(Extracted records)

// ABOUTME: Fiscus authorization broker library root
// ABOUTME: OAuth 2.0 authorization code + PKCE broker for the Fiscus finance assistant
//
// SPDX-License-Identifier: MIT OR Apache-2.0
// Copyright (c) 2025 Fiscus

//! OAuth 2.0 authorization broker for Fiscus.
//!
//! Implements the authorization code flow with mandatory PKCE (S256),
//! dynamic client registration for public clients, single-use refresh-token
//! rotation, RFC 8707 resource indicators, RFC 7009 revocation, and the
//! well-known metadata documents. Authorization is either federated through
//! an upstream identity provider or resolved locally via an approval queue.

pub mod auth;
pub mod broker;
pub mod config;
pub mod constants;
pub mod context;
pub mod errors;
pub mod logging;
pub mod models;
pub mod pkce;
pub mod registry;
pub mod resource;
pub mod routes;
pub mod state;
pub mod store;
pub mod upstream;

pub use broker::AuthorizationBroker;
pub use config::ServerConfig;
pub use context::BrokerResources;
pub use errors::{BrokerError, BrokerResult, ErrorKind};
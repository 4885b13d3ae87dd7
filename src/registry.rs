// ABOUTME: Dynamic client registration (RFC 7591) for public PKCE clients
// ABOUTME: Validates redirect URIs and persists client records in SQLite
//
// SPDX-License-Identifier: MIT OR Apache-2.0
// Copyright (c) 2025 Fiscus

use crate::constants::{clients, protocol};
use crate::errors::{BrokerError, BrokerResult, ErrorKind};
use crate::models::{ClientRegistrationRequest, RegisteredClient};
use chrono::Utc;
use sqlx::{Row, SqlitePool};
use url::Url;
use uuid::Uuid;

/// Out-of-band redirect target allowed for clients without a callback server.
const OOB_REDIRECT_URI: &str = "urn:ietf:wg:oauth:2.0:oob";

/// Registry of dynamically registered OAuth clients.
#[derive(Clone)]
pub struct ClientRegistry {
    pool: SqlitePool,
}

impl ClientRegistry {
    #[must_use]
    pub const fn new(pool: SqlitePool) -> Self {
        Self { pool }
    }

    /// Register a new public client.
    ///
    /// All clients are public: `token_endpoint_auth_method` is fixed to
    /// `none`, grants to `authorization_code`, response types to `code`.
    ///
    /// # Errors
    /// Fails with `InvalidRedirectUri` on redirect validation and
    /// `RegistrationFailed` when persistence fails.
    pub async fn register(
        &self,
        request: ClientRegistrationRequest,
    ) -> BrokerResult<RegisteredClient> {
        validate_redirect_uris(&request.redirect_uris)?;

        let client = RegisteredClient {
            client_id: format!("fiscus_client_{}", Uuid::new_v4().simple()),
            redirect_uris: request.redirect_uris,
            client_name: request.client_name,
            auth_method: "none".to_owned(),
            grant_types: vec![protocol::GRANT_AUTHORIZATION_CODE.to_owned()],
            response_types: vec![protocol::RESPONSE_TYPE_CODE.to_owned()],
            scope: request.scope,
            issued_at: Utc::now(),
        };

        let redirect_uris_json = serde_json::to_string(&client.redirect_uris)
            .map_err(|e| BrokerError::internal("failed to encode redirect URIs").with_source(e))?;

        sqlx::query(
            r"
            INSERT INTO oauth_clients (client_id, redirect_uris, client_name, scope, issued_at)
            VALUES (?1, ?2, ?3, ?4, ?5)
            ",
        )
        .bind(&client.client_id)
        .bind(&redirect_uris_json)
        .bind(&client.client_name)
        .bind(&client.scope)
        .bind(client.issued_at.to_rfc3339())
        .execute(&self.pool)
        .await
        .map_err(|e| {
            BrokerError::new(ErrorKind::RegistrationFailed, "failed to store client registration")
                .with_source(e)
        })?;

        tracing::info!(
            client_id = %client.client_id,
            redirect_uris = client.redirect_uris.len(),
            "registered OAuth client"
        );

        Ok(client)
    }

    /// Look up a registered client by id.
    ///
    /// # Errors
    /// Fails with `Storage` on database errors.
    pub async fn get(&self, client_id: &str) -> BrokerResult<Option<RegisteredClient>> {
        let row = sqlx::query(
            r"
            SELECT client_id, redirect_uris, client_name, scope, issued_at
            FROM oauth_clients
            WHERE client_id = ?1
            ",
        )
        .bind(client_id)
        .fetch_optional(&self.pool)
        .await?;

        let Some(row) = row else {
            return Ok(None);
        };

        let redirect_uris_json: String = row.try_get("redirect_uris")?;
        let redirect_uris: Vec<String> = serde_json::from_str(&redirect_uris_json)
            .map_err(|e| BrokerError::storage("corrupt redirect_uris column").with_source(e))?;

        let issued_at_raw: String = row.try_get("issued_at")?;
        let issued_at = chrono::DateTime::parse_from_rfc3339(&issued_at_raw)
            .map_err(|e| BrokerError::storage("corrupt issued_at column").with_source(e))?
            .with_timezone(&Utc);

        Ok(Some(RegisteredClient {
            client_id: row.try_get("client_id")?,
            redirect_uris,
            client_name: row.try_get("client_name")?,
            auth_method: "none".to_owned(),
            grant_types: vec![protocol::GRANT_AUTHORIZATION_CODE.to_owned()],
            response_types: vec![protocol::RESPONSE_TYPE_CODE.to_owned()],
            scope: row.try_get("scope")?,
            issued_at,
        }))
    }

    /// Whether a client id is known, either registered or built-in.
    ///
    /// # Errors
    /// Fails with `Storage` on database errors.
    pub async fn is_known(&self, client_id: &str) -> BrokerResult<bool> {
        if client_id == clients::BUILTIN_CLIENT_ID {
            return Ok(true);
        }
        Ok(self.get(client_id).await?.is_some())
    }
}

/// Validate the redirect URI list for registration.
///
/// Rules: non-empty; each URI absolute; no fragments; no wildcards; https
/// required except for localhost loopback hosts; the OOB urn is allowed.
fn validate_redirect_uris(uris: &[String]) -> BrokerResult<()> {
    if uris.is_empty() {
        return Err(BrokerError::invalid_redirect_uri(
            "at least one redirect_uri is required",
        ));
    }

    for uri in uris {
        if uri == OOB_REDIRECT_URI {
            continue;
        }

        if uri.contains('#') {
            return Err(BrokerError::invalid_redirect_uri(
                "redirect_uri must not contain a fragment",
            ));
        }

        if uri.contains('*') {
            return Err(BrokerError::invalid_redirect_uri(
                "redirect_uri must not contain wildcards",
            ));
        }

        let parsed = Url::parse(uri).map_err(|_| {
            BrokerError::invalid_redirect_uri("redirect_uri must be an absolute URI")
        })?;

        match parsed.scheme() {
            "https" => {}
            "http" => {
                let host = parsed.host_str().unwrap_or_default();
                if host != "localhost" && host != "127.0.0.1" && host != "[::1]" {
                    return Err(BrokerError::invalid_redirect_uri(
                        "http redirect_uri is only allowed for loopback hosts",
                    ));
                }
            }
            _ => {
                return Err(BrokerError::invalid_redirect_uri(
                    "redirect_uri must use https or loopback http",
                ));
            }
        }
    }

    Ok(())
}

## Assigned task
Say how many lines above contain "scope", and give no words besides the number.

## Your solution
5